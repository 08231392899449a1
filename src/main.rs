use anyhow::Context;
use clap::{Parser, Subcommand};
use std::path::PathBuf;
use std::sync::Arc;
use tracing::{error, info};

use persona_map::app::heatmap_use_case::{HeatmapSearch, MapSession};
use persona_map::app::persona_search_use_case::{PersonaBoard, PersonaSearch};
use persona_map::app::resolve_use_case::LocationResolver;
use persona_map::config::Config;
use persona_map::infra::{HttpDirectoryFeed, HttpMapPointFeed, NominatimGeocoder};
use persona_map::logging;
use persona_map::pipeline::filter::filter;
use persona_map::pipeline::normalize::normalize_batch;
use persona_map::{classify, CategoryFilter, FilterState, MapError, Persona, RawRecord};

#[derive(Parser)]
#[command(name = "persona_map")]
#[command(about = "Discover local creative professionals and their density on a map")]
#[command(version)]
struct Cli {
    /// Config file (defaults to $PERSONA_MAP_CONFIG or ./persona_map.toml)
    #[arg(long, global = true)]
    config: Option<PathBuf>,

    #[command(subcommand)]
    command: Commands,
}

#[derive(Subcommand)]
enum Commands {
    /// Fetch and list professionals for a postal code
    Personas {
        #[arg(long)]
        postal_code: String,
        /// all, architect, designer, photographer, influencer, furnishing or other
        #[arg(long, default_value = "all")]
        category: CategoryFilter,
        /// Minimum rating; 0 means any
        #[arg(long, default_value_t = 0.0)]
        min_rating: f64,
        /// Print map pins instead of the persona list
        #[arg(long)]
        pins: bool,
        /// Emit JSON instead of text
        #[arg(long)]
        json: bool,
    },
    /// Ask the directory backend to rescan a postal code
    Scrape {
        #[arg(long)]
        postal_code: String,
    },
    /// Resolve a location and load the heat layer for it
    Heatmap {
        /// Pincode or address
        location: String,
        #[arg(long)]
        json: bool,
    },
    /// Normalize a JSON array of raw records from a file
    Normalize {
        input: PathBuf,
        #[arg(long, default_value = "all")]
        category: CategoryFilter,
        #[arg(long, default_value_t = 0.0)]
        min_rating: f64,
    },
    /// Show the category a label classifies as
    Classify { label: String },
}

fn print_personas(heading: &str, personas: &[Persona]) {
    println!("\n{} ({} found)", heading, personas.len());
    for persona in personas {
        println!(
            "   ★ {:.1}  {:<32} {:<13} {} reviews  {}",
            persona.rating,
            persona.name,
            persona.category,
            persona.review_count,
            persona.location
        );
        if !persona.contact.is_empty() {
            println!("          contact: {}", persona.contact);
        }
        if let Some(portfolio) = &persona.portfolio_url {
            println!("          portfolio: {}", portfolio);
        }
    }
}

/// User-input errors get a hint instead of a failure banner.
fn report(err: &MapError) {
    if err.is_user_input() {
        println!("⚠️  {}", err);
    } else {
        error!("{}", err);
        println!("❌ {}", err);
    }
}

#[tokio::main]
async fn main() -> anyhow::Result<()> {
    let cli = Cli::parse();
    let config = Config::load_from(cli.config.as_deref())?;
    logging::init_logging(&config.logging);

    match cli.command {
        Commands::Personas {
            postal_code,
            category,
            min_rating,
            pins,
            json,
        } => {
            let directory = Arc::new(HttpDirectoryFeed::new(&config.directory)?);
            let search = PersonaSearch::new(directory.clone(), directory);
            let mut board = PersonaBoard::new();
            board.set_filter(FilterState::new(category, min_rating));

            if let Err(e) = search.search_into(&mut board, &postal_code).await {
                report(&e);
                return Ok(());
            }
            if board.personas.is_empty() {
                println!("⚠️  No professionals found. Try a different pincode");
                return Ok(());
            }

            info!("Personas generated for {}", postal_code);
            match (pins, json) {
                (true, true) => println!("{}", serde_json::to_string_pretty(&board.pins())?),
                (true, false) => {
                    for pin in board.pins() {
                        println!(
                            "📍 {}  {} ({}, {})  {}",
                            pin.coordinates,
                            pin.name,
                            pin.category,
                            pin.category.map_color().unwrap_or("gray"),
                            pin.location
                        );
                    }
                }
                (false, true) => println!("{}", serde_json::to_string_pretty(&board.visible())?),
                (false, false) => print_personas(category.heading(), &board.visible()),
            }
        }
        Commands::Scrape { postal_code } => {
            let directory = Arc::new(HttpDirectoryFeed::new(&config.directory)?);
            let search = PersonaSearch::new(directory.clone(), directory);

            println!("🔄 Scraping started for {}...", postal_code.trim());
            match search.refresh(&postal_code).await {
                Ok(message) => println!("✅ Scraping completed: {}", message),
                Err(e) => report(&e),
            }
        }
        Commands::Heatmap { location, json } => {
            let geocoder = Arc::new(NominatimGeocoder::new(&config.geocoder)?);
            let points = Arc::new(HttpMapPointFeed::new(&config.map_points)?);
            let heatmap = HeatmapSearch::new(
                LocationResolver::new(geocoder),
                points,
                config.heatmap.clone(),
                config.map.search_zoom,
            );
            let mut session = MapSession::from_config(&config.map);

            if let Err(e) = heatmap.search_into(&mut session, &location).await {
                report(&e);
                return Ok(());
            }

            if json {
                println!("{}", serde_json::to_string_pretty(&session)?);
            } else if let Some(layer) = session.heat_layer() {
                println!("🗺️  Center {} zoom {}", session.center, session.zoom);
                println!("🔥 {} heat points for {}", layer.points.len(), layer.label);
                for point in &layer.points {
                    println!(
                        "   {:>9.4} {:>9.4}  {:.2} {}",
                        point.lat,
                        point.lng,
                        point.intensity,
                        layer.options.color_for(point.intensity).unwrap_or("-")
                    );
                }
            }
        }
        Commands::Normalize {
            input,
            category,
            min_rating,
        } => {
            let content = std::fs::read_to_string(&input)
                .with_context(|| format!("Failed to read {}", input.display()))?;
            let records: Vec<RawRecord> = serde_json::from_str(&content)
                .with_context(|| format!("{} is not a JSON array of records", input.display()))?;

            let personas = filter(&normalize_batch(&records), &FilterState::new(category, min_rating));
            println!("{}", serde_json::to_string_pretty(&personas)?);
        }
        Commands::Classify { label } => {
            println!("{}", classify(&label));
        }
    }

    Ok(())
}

....

■ **WHAT YOU NEED TO DO**
Scan the listing above for the line that has "local creative professionals", then copy exactly from that line through the line that has "0 means any".

■ **EXERCISE ANSWER**
#[command(about = "Discover local creative professionals and their density on a map")]
#[command(version)]
struct Cli {
    /// Config file (defaults to $PERSONA_MAP_CONFIG or ./persona_map.toml)
    #[arg(long, global = true)]
    config: Option<PathBuf>,

    #[command(subcommand)]
    command: Commands,
}

#[derive(Subcommand)]
enum Commands {
    /// Fetch and list professionals for a postal code
    Personas {
        #[arg(long)]
        postal_code: String,
        /// all, architect, designer, photographer, influencer, furnishing or other
        #[arg(long, default_value = "all")]
        category: CategoryFilter,
        /// Minimum rating; 0 means any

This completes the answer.